:: EXCERPTED DATA
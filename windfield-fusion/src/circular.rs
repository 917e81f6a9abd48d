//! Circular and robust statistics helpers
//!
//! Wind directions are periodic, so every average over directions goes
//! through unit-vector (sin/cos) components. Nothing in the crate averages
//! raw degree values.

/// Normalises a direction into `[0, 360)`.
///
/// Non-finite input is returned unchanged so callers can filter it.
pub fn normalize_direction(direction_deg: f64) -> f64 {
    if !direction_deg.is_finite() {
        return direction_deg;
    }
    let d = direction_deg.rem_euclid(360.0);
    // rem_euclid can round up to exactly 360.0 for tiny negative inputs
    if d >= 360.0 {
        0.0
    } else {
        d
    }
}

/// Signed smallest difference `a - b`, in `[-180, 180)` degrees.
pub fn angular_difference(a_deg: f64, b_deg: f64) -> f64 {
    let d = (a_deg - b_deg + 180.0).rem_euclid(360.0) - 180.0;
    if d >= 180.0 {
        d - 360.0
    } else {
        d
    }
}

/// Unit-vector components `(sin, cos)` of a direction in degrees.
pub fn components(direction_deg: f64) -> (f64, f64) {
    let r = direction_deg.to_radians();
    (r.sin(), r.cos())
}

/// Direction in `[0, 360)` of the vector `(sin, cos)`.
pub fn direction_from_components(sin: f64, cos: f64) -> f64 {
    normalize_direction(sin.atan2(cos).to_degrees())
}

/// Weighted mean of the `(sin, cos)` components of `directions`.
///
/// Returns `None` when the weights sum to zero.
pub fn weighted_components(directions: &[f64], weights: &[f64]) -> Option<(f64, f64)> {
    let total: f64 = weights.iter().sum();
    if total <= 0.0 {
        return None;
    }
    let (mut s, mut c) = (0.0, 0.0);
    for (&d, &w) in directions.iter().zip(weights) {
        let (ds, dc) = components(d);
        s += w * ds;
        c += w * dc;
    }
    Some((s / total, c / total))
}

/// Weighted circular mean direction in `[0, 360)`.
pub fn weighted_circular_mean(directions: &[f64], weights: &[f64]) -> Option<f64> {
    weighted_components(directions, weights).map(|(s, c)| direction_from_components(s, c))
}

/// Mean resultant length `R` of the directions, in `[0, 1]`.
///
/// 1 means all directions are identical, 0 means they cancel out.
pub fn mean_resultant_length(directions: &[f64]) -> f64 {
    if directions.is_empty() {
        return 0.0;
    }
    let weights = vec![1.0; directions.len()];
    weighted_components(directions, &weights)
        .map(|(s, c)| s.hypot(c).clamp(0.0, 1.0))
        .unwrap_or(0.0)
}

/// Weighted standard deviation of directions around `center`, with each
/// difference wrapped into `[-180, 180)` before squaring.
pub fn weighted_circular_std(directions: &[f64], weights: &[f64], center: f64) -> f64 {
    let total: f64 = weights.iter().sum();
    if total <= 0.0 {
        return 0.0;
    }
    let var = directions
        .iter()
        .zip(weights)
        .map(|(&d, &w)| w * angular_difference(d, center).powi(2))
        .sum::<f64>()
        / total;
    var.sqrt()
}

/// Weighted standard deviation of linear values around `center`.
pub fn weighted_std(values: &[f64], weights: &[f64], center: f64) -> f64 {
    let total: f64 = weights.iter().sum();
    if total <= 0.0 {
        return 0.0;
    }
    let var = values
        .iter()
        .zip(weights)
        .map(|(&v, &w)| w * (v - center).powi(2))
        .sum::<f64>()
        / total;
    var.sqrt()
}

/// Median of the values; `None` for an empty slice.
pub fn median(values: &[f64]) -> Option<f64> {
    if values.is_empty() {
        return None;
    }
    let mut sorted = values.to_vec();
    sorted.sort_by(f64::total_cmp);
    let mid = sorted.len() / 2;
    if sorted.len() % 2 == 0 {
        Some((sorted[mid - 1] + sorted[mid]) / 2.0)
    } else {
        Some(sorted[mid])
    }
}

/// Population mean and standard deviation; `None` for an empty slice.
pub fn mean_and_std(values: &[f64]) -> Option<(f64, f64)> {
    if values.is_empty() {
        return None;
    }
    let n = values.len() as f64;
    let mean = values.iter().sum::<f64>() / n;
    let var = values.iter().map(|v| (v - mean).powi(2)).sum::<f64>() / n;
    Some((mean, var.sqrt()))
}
::::
▶ _PROBLEM STATEMENT_: Return only the lines from the beginning of the material up to and including the line with "if d >= 360.0", exactly as written.

▶ _YOUR RESPONSE_:
filename windfield-fusion/src/circular.rs
repository 917e81f6a9abd48d
//! Circular and robust statistics helpers
//!
//! Wind directions are periodic, so every average over directions goes
//! through unit-vector (sin/cos) components. Nothing in the crate averages
//! raw degree values.

/// Normalises a direction into `[0, 360)`.
///
/// Non-finite input is returned unchanged so callers can filter it.
pub fn normalize_direction(direction_deg: f64) -> f64 {
    if !direction_deg.is_finite() {
        return direction_deg;
    }
    let d = direction_deg.rem_euclid(360.0);
    // rem_euclid can round up to exactly 360.0 for tiny negative inputs
    if d >= 360.0 {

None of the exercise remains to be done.